Daj link ze sparingu albo potwierdzenie od Kowaliowa lub jego trenera. W przeciwnym wypadku słowa Sancheza znaczą tyle co i moje, że 15 lat temu obijałem jak buma Lennoxa Lewisa na sparingach.
 Autor komentarza: un4given
Data: 22-06-2015 16:19:20 
GGG to nie jest tylko silny fizol. To jest inteligentny zawodnik z bardzo dobrą techniką myślący w ringu. Dlatego nie zbyt rozsądne jest skreślanie Kazacha w potencjalnej walce z Wardem. Dla mnie również faworytem Andre ale nie sądzę że byłby to dla niego spacerek.
 Autor komentarza: hms
Data: 22-06-2015 16:23:56 
@Spartacus
Oczywiście, że wiek miał znaczenie. I fakt, że tym razem to technik wywodziłby się z wyższej kategorii wagowej. Kowaliow walczył z podstarzałym (oczywiście wciąż bardzo dobrym, ale już nie tak jak dawniej), technikiem, który kariere zaczynał dwie dywizje niżej. Gołowkin walczyłby z zawodnikiem w sile wieku, wywodzącym się z wyższej kategorii wagowej. Chciałbym jeszcze zauważyć dla wszystkich fanów teorii, że walka z Wardem jest dla Gołowkina nieopłacalna, że Ward więcej zarobił z Smithem niż Gołowkin z Monroe
 Autor komentarza: Barkley00
Data: 22-06-2015 16:32:43 
hms

Dokładnie. Świetna analiza.
 Autor komentarza: Matys90
Data: 22-06-2015 16:47:54 
Kowaliow to zupełnie inny pięściarz, z Gołowkinem łączy go siła ciosu i kolor skóry. Jeśli chodzi o Ward-Gołowkin, to przede wszystkim Ward byłby pięściarzem większym, jest takie cliche, że gdy spotyka się dwóch świetnych pięściarzy, to wygrywa ten większy. Gołowkin utracił by w pewnej mierze swoje dwa duże atuty - siłę ciosu i przewagę fizyczności. Do tego Ward jest tak jak tytuł tego filmiku - "like a water", stylowo nie leżałby Gołowkinowi, zresztą komu on by leżał, to jest antybokser w tym sensie, że zabiera atuty każdemu przeciwnikowi. Rozrywałby dystans, frustrował Gołowkina, wpadał w klincze po swoich akcjach nie dając się rozwinąć Kazachowi.
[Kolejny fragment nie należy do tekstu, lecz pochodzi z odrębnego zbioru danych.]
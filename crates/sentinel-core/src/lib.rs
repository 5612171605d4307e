// SPDX-License-Identifier: MIT OR Apache-2.0

//! Shared domain types for the sentinel trust-and-data plane: the
//! `TenantId` newtype used by every crate in the workspace so the same
//! identifier flows from the HTTP boundary through the database layer
//! without re-parsing.

/// Core domain models shared across the workspace.
pub mod models;

pub use models::TenantId;
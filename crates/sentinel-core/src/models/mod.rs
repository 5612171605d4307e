// SPDX-License-Identifier: MIT OR Apache-2.0

use std::fmt;
use std::str::FromStr;

use serde::{Deserialize, Serialize};
use uuid::Uuid;

/// Opaque tenant identifier.
///
/// Every row in an RLS-guarded table, every cache key, every audit entry
/// carries one of these. Wrapping `Uuid` (rather than passing `Uuid`
/// directly) means a function that takes a `TenantId` cannot accidentally
/// be called with some other entity's id — the type system enforces the
/// isolation boundary that `app.current_user_id` enforces at the database.
#[derive(Debug, Clone, Copy, PartialEq, Eq, Hash, PartialOrd, Ord, Serialize, Deserialize)]
#[serde(transparent)]
pub struct TenantId(Uuid);

impl TenantId {
    /// Generate a new random tenant id.
    #[must_use]
    pub fn new() -> Self {
        Self(Uuid::new_v4())
    }

    /// Wrap an existing `Uuid` as a `TenantId`.
    #[must_use]
    pub const fn from_uuid(id: Uuid) -> Self {
        Self(id)
    }

    /// Unwrap to the underlying `Uuid`.
    #[must_use]
    pub const fn as_uuid(self) -> Uuid {
        self.0
    }
}

impl Default for TenantId {
    fn default() -> Self {
        Self::new()
    }
}

impl fmt::Display for TenantId {
    fn fmt(&self, f: &mut fmt::Formatter<'_>) -> fmt::Result {
        write!(f, "{}", self.0)
    }
}

impl FromStr for TenantId {
    type Err = uuid::Error;

    fn from_str(s: &str) -> Result<Self, Self::Err> {
        Uuid::parse_str(s).map(Self)
    }
}

impl From<Uuid> for TenantId {
    fn from(id: Uuid) -> Self {
        Self(id)
    }
}

impl From<TenantId> for Uuid {
    fn from(id: TenantId) -> Self {
        id.0
    }
}

#[cfg(test)]
mod tests {
    use super::*;

    #[test]
    fn round_trips_through_string() {
        let id = TenantId::new();
        let parsed: TenantId = id.to_string().parse().expect("valid uuid string");
        assert_eq!(id, parsed);
    }

    #[test]
    fn serializes_as_bare_uuid_string() {
        let id = TenantId::from_uuid(Uuid::nil());
        let json = serde_json::to_string(&id).unwrap();
        assert_eq!(json, "\"00000000-0000-0000-0000-000000000000\"");
    }
}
Nie sądzę jednak, żeby Kazach dał się zrobić choćby tak jak Pacquiao dał się zrobić Mayweatherowi. Gołowkin też posiada niemałą inteligencję ringową, też potrafi się dopasować, nawet w tych klinczach nie sądzę by był taki bezradny jak próbuje się przedstawiać, to jest cwana bestyjka, zna parę sztuczek ;)
https://www.youtube.com/watch?v=nZZ2GrBRNxY

Dodajmy do tego, że sędziowie generalnie lubią punktować agresję, nawet gdy ta nie jest zbyt efektywna, przecież dwóch sędziów dało 5 rund Frochowi w walce z Wardem i mamy bliską walkę, w której mocniejszy cios może przechylić szalę zwycięstwa na korzyść Kazacha. Bo przecież Andre zdarza się przyjąć, nie mówię że już go będzie na pewno wywracać, ale jak gdzieś coś odczuje, lekko zatańczy, straci równowagę, to runda stracona.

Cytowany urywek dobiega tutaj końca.